Prison players: 'Theatre gave me back my liberty, a job and a family I had lost'

Members of the Santa Marta Acatitla Prison Theatre Company, on the opening night of The God Wizard.
Members of the Santa Marta Acatitla Prison Theatre Company, on the opening night of The God Wizard. Photograph: Luis Iborra/Foro Shakespeare

It’s Saturday and like thousands of people around the world, I am going to the theatre to watch a matinee performance. But this is no ordinary theatre production; there won’t be ice-creams or a glass of wine at the interval, nor any famous actors in the cast. The show I’m going to see will take place inside a men’s high-security prison, in Mexico City’s rundown, sprawling suburb of Iztapalapa.
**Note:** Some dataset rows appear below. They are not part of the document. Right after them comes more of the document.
//! Shared data models spanning the service layers.

pub mod analysis;
pub mod contract;
pub mod indicators;

pub use analysis::{AnalysisRequest, AnalysisResult, CommentarySource, PriceQuote};
pub use contract::Contract;
pub use indicators::{Candle, IndicatorSnapshot, RsiZone};
//! Caller-supplied option contract. The shape is not validated; every
//! field is optional and read on demand.

use serde::{Deserialize, Serialize};
use serde_json::{Map, Value};

pub const PLACEHOLDER: &str = "-";

#[derive(Debug, Clone, Default, PartialEq, Serialize, Deserialize)]
#[serde(transparent)]
pub struct Contract(Map<String, Value>);

impl Contract {
    pub fn new(fields: Map<String, Value>) -> Self {
        Self(fields)
    }

    /// Build from any JSON value; non-objects become an empty contract.
    pub fn from_value(value: Value) -> Self {
        match value {
            Value::Object(map) => Self(map),
            _ => Self::default(),
        }
    }

    pub fn as_map(&self) -> &Map<String, Value> {
        &self.0
    }

    /// Look a field up by exact key, then case-insensitively. Null, empty
    /// strings, zero and `false` count as absent.
    pub fn field(&self, key: &str) -> Option<String> {
        let value = self.0.get(key).or_else(|| {
            self.0
                .iter()
                .find(|(k, _)| k.eq_ignore_ascii_case(key))
                .map(|(_, v)| v)
        })?;
        render(value)
    }

    pub fn field_or_placeholder(&self, key: &str) -> String {
        self.field(key).unwrap_or_else(|| PLACEHOLDER.to_string())
    }

    pub fn expiration(&self) -> Option<String> {
        self.field("Expire").or_else(|| self.field("Expiration"))
    }

    /// CALL / PUT, upper-cased
    pub fn option_type(&self) -> Option<String> {
        self.field("Type").map(|t| t.to_uppercase())
    }

    /// BUY / SELL, upper-cased
    pub fn side(&self) -> Option<String> {
        self.field("Side").map(|s| s.to_uppercase())
    }

    pub fn strike(&self) -> Option<String> {
        self.field("Strike")
    }

    pub fn implied_volatility(&self) -> Option<String> {
        self.field("IV")
    }

    /// Compact JSON of the raw fields, in the order the caller sent them
    pub fn to_json(&self) -> String {
        serde_json::to_string(&self.0).unwrap_or_else(|_| "{}".to_string())
    }
}

fn render(value: &Value) -> Option<String> {
    match value {
        Value::Null | Value::Bool(false) => None,
        Value::String(s) => {
            let trimmed = s.trim();
            (!trimmed.is_empty()).then(|| trimmed.to_string())
        }
        Value::Number(n) => (n.as_f64() != Some(0.0)).then(|| n.to_string()),
        Value::Bool(true) => Some("true".to_string()),
        Value::Array(a) if a.is_empty() => None,
        Value::Object(o) if o.is_empty() => None,
        other => Some(other.to_string()),
    }
}
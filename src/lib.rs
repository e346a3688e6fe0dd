//! contract-lens: technical snapshots and commentary for option contracts.

pub mod analysis;
pub mod config;
pub mod core;
pub mod error;
pub mod indicators;
pub mod logging;
pub mod metrics;
pub mod models;
pub mod services;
Santa Martha Acatitla, one of seven prisons in Mexico City, houses around 3,000 inmates convicted of crimes ranging from murder, rape and kidnapping to armed robbery. Every Saturday, the 20 or so members of Santa Martha Acatitla Prison Theatre Company – each serving a sentence of between 20 and 87 years – perform one of their repertoire of three plays to paying members of the public. Today, they will perform El Mago Dioz (“The God Wizard”), a crime-themed version of the Wizard of Oz – with references to the 43 students who disappeared in 2014, and to “El Chapo” Guzmán, the infamous drug lord and two-time prison escapee.

Before we travel to the prison, Javier Cruz greets today’s audience at Foro Shakespeare, an independent theatre that has been running the project for seven years. Cruz spent part of his own 16-year prison sentence in Santa Martha, and has been a member of the theatre company since its inception. No longer an inmate, he now works with its social impact team, which runs programmes that use theatre as a tool to aid reintegration into society.
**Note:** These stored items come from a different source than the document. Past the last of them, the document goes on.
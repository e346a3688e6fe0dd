//! Yahoo Finance chart API market data provider

use crate::config::MarketDataConfig;
use crate::models::indicators::Candle;
use crate::services::market_data::{MarketDataError, MarketDataProvider};
use chrono::DateTime;
use reqwest::{StatusCode, Url};
use std::time::Duration;
use tracing::{debug, warn};

use super::messages::{ChartResponse, ChartResult};

const USER_AGENT: &str = "Mozilla/5.0 (Windows NT 10.0; Win64; x64) AppleWebKit/537.36";

const FOUR_HOURS_SECS: i64 = 4 * 60 * 60;

pub struct YahooMarketDataProvider {
    client: reqwest::Client,
    base_url: String,
    timeout: Duration,
}

impl YahooMarketDataProvider {
    pub fn new(config: &MarketDataConfig) -> Result<Self, MarketDataError> {
        let client = reqwest::Client::builder()
            .user_agent(USER_AGENT)
            .timeout(config.timeout)
            .build()?;
        Ok(Self::with_client(config.base_url.clone(), client, config.timeout))
    }

    pub fn with_client(base_url: impl Into<String>, client: reqwest::Client, timeout: Duration) -> Self {
        Self {
            client,
            base_url: base_url.into().trim_end_matches('/').to_string(),
            timeout,
        }
    }

    /// `{base}/v8/finance/chart/{symbol}` with the symbol escaped as a
    /// single path segment
    fn chart_url(&self, symbol: &str) -> Result<Url, MarketDataError> {
        let mut url = Url::parse(&self.base_url)
            .map_err(|e| MarketDataError::Malformed(format!("invalid base url: {e}")))?;
        url.path_segments_mut()
            .map_err(|_| MarketDataError::Malformed(format!("invalid base url: {}", self.base_url)))?
            .pop_if_empty()
            .extend(["v8", "finance", "chart"])
            .push(symbol);
        Ok(url)
    }

    fn map_request_error(&self, error: reqwest::Error) -> MarketDataError {
        if error.is_timeout() {
            MarketDataError::Timeout(self.timeout.as_secs())
        } else {
            MarketDataError::Request(error)
        }
    }
}

/// Interval to request from the chart API, plus the bucket size to
/// aggregate into when the API lacks the interval natively.
pub(crate) fn resolve_interval(interval: &str) -> Result<(&'static str, Option<i64>), MarketDataError> {
    match interval {
        "1m" => Ok(("1m", None)),
        "2m" => Ok(("2m", None)),
        "5m" => Ok(("5m", None)),
        "15m" => Ok(("15m", None)),
        "30m" => Ok(("30m", None)),
        "1h" | "60m" => Ok(("1h", None)),
        "4h" => Ok(("1h", Some(FOUR_HOURS_SECS))),
        "1d" => Ok(("1d", None)),
        other => Err(MarketDataError::Unsupported {
            kind: "interval",
            value: other.to_string(),
        }),
    }
}

/// Validate a lookback `range` such as `5d`, `1mo`, `1y`, `ytd` or `max`.
/// The chart API counts ranges in trading sessions, so the value is passed
/// through unchanged rather than converted into timestamps.
pub(crate) fn resolve_range(period: &str) -> Result<&str, MarketDataError> {
    let unsupported = || MarketDataError::Unsupported {
        kind: "period",
        value: period.to_string(),
    };
    if matches!(period, "ytd" | "max") {
        return Ok(period);
    }

    let split = period
        .find(|c: char| !c.is_ascii_digit())
        .ok_or_else(unsupported)?;
    let (count, unit) = period.split_at(split);
    if count.is_empty() || count.starts_with('0') || count.len() > 4 {
        return Err(unsupported());
    }
    match unit {
        "d" | "wk" | "mo" | "y" => Ok(period),
        _ => Err(unsupported()),
    }
}

/// Turn the column-oriented chart result into candles, dropping bars with
/// any missing field. Output is sorted with unique timestamps.
pub(crate) fn to_candles(result: &ChartResult) -> Vec<Candle> {
    let timestamps = match &result.timestamp {
        Some(ts) => ts,
        None => return Vec::new(),
    };
    let quote = match result.indicators.quote.first() {
        Some(q) => q,
        None => return Vec::new(),
    };

    let column = |values: &[Option<f64>], i: usize| values.get(i).copied().flatten();

    let mut candles: Vec<Candle> = timestamps
        .iter()
        .enumerate()
        .filter_map(|(i, &ts)| {
            let timestamp = DateTime::from_timestamp(ts, 0)?;
            Some(Candle::new(
                column(&quote.open, i)?,
                column(&quote.high, i)?,
                column(&quote.low, i)?,
                column(&quote.close, i)?,
                column(&quote.volume, i)?,
                timestamp,
            ))
        })
        .collect();

    candles.sort_by_key(|c| c.timestamp);
    candles.dedup_by_key(|c| c.timestamp);
    candles
}

/// Aggregate sorted candles into fixed UTC buckets of `bucket_secs`
pub fn resample(candles: &[Candle], bucket_secs: i64) -> Vec<Candle> {
    let mut buckets: Vec<(i64, Candle)> = Vec::new();

    for candle in candles {
        let key = candle.timestamp.timestamp().div_euclid(bucket_secs) * bucket_secs;
        if let Some((last_key, agg)) = buckets.last_mut() {
            if *last_key == key {
                agg.high = agg.high.max(candle.high);
                agg.low = agg.low.min(candle.low);
                agg.close = candle.close;
                agg.volume += candle.volume;
                continue;
            }
        }

        let mut agg = candle.clone();
        if let Some(start) = DateTime::from_timestamp(key, 0) {
            agg.timestamp = start;
        }
        buckets.push((key, agg));
    }

    buckets.into_iter().map(|(_, candle)| candle).collect()
}

#[async_trait::async_trait]
impl MarketDataProvider for YahooMarketDataProvider {
    async fn fetch_candles(
        &self,
        symbol: &str,
        period: &str,
        interval: &str,
    ) -> Result<Vec<Candle>, MarketDataError> {
        let (request_interval, bucket) = resolve_interval(interval)?;
        let range = resolve_range(period)?;
        let url = self.chart_url(symbol)?;
        debug!(symbol = %symbol, period = %period, interval = %interval, "Fetching chart data");

        let response = self
            .client
            .get(url)
            .query(&[
                ("range", range),
                ("interval", request_interval),
                ("includePrePost", "false"),
            ])
            .send()
            .await
            .map_err(|e| self.map_request_error(e))?;

        let status = response.status();
        if status == StatusCode::NOT_FOUND {
            return Err(MarketDataError::NoData(symbol.to_string()));
        }
        if !status.is_success() {
            let message = response.text().await.unwrap_or_default();
            warn!(symbol = %symbol, status = status.as_u16(), "Chart API error");
            return Err(MarketDataError::Status {
                status: status.as_u16(),
                message: message.chars().take(200).collect(),
            });
        }

        let body: ChartResponse = response.json().await.map_err(|e| {
            if e.is_timeout() {
                MarketDataError::Timeout(self.timeout.as_secs())
            } else {
                MarketDataError::Malformed(e.to_string())
            }
        })?;

        if let Some(error) = body.chart.error {
            return Err(if error.code == "Not Found" {
                MarketDataError::NoData(symbol.to_string())
            } else {
                MarketDataError::Malformed(error.description.unwrap_or(error.code))
            });
        }

        let candles = body
            .chart
            .result
            .as_ref()
            .and_then(|results| results.first())
            .map(to_candles)
            .unwrap_or_default();

        let candles = match bucket {
            Some(secs) => resample(&candles, secs),
            None => candles,
        };

        debug!(symbol = %symbol, count = candles.len(), "Fetched candles");
        Ok(candles)
    }
}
Saturday is also “visitation day” at the prison, and at the gate we find queues of mothers, wives and children carrying bags of food, clean clothes and blankets, waiting for admittance. The 16 audience members have our photos taken and our official identification is swapped for fluorescent orange lanyards. Then, in single file, we follow armed officials through the recreational area, which is full of inmates, and on to the entrance of the blacked-out hall. Family members of the cast and crew, from toddlers to grandparents, plus a handful of inmates, join us to watch the performance.

Artistic Director Itari Marta working with the Santa Marta Acatitla Prison Theatre Company.
Artistic director Itari Marta (right) with the members of the Santa Marta Acatitla Prison theatre company, each of whom are serving a sentence of between 20 and 87 years. Photograph: Luis Iborra

Once everyone is settled, our armed escort leaves. Within a couple of minutes, the three men I am sitting with have jumped out of their seats – they are in on the act, too – and men in balaclavas are pushing our seats-on-wheels into the eye of the tornado.

For the next hour, Dorotheo, Toto, the Tin Man (a lawyer), Cowardly Lion (a member of the federal police) and Scarecrow (an actor looking for his big break, as well as his brain) lead us along the familiar yellow brick road. The company members have made every costume, as well as constructed and painted the rotating sets; other prisoners (who are not part of the theatre company) operate the lights, and a live prison band accompanies the action.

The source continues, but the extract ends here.